▸ EXERCISE BRIEF: Where the string "free" appears in a line of the material below, copy that line.

▸ TASK DATA:
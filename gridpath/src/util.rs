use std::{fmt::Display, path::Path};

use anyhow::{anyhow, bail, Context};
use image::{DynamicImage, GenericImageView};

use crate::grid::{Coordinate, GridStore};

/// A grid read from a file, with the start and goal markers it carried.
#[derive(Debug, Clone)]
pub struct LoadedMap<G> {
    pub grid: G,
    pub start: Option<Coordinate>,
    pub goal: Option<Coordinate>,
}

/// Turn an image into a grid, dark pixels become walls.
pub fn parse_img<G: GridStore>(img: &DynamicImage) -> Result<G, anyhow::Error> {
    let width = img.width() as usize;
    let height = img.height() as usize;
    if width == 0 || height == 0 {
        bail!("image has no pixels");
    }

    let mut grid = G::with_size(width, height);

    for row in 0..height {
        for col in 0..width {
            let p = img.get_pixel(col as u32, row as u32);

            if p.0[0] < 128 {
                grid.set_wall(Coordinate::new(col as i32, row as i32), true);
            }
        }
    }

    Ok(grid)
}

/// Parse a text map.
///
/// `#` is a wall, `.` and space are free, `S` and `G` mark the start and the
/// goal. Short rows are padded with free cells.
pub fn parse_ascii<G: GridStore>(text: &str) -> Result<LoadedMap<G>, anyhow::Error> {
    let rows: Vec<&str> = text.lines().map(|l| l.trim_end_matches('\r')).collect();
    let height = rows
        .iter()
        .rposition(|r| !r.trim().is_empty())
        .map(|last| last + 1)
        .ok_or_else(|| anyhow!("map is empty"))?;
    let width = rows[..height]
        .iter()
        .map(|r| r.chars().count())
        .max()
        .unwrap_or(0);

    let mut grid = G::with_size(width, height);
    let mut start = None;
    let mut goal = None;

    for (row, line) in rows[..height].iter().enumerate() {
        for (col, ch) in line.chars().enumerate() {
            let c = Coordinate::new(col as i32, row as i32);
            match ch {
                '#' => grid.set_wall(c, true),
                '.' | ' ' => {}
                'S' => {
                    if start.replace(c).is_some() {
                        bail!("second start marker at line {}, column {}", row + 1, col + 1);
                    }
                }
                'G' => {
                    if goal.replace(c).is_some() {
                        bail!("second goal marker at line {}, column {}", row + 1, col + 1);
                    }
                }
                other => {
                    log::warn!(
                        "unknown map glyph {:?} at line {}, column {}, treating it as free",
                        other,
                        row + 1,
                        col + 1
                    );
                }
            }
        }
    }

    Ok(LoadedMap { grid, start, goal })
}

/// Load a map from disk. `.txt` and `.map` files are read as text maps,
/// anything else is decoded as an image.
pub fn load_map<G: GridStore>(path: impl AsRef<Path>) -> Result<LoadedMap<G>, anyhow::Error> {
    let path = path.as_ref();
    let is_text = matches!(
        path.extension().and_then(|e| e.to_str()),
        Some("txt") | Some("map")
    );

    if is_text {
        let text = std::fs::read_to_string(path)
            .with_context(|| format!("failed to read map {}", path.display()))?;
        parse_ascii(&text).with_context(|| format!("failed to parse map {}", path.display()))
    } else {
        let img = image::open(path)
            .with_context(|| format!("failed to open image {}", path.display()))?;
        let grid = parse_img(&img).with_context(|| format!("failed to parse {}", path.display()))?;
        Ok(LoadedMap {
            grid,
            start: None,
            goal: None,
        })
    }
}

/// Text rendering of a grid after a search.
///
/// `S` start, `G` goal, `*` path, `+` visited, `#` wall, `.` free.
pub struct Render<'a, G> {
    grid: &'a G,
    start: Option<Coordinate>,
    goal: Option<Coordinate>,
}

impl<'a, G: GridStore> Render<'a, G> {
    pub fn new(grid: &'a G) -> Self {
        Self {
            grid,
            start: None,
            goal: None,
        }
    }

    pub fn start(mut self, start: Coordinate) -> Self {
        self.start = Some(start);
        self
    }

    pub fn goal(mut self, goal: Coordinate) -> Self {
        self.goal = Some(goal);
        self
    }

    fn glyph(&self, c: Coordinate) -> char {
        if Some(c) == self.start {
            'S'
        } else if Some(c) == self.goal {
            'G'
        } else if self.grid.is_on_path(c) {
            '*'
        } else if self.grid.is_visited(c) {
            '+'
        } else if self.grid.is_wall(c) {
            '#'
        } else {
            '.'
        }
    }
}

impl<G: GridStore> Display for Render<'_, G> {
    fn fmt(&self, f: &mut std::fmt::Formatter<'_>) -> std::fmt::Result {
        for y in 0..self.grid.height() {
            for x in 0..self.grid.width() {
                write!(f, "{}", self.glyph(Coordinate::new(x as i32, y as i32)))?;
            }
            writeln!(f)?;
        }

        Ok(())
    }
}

--

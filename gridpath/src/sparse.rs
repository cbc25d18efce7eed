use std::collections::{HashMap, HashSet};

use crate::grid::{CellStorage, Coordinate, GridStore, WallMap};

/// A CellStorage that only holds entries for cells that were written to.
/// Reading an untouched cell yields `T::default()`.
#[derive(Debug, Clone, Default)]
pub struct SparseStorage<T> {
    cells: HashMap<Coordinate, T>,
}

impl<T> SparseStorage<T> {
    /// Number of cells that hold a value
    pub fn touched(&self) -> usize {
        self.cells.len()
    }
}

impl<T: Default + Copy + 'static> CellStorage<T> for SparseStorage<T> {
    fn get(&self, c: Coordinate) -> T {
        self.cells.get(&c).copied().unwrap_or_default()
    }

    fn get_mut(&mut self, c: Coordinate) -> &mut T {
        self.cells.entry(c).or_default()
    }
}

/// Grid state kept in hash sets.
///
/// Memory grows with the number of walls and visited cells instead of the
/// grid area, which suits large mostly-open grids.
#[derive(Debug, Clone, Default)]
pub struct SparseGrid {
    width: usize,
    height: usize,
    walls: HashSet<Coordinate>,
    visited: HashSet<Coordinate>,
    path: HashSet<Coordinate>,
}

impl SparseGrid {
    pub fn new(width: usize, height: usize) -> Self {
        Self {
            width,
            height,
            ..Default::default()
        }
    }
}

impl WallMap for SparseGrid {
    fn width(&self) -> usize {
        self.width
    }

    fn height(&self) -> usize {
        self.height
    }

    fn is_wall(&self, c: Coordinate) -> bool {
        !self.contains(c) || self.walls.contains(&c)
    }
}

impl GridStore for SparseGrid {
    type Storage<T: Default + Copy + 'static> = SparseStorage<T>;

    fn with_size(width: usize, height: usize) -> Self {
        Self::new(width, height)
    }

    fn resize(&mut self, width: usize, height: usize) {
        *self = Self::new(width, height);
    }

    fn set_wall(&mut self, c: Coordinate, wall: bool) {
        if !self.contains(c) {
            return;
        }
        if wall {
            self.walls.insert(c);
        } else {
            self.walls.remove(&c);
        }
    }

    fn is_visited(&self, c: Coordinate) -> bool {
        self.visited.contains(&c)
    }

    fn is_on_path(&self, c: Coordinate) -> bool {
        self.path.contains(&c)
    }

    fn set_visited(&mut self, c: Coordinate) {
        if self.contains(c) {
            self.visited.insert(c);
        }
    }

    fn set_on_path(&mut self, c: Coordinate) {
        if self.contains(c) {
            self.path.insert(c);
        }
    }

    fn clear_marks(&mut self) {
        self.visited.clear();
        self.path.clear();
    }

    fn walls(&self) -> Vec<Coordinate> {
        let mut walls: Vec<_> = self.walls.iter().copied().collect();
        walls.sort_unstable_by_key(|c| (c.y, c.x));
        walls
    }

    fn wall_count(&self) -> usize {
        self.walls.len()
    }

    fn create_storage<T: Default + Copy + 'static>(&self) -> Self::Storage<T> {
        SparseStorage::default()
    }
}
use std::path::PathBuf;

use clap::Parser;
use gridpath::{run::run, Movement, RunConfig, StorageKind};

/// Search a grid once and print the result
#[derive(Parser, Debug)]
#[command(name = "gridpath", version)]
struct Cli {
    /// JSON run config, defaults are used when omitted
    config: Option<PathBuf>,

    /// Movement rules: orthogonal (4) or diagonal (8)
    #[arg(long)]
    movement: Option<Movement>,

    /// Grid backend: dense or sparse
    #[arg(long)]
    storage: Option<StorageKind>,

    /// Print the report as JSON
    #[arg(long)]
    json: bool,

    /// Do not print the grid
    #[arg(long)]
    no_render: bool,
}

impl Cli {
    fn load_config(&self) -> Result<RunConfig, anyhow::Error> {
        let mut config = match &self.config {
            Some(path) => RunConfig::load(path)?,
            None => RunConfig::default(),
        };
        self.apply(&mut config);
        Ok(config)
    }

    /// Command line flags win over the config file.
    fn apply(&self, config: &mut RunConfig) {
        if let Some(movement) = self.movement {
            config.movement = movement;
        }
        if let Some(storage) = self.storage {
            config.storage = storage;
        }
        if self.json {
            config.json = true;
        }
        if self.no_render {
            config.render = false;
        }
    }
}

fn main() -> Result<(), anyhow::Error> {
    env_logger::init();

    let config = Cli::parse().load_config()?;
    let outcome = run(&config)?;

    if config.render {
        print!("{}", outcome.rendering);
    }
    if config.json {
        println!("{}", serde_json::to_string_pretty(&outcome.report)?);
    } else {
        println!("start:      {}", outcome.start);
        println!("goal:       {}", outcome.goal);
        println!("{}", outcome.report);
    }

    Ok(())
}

---

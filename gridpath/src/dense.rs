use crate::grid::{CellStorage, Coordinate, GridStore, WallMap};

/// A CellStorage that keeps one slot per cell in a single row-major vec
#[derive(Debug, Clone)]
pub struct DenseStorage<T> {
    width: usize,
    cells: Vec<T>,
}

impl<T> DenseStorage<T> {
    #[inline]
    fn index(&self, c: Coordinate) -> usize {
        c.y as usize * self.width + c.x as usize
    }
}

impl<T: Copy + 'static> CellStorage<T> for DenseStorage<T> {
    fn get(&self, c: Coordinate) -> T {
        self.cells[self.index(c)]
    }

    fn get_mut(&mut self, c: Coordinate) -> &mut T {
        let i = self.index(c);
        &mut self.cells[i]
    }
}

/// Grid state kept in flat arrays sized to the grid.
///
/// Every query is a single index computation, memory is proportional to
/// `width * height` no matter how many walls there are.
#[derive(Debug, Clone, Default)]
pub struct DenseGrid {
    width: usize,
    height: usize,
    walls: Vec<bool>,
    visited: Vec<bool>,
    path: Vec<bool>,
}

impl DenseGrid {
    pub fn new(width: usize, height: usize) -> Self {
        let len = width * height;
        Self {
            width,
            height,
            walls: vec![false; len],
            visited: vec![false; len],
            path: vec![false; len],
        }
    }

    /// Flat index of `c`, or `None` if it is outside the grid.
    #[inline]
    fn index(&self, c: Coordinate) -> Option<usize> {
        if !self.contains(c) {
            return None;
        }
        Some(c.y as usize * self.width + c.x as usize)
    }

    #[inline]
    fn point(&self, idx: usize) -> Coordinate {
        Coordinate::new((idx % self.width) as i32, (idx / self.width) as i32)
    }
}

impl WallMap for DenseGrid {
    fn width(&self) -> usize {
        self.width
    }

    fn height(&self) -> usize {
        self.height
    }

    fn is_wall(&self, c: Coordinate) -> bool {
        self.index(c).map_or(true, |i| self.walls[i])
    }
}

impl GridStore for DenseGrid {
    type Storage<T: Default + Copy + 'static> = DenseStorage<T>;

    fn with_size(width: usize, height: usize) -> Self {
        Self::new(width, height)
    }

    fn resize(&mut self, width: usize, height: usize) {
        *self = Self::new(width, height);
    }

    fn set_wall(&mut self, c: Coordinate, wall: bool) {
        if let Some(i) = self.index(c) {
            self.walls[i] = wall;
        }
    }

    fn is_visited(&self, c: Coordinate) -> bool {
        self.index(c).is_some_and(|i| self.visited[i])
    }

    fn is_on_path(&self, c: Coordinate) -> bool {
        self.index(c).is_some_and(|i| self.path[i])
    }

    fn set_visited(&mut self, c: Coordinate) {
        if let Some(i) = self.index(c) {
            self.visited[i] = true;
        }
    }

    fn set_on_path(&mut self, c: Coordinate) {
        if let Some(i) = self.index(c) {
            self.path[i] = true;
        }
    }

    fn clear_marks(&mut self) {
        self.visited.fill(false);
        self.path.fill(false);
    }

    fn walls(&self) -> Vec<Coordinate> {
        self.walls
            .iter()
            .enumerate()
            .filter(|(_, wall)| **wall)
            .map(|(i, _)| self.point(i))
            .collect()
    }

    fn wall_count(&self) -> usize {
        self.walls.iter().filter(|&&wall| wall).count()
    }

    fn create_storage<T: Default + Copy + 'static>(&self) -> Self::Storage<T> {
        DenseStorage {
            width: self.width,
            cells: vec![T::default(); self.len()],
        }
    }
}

▸ TASK OUTPUT:
/// `#` is a wall, `.` and space are free, `S` and `G` mark the start and the
/// goal. Short rows are padded with free cells.
                        "unknown map glyph {:?} at line {}, column {}, treating it as free",
/// `S` start, `G` goal, `*` path, `+` visited, `#` wall, `.` free.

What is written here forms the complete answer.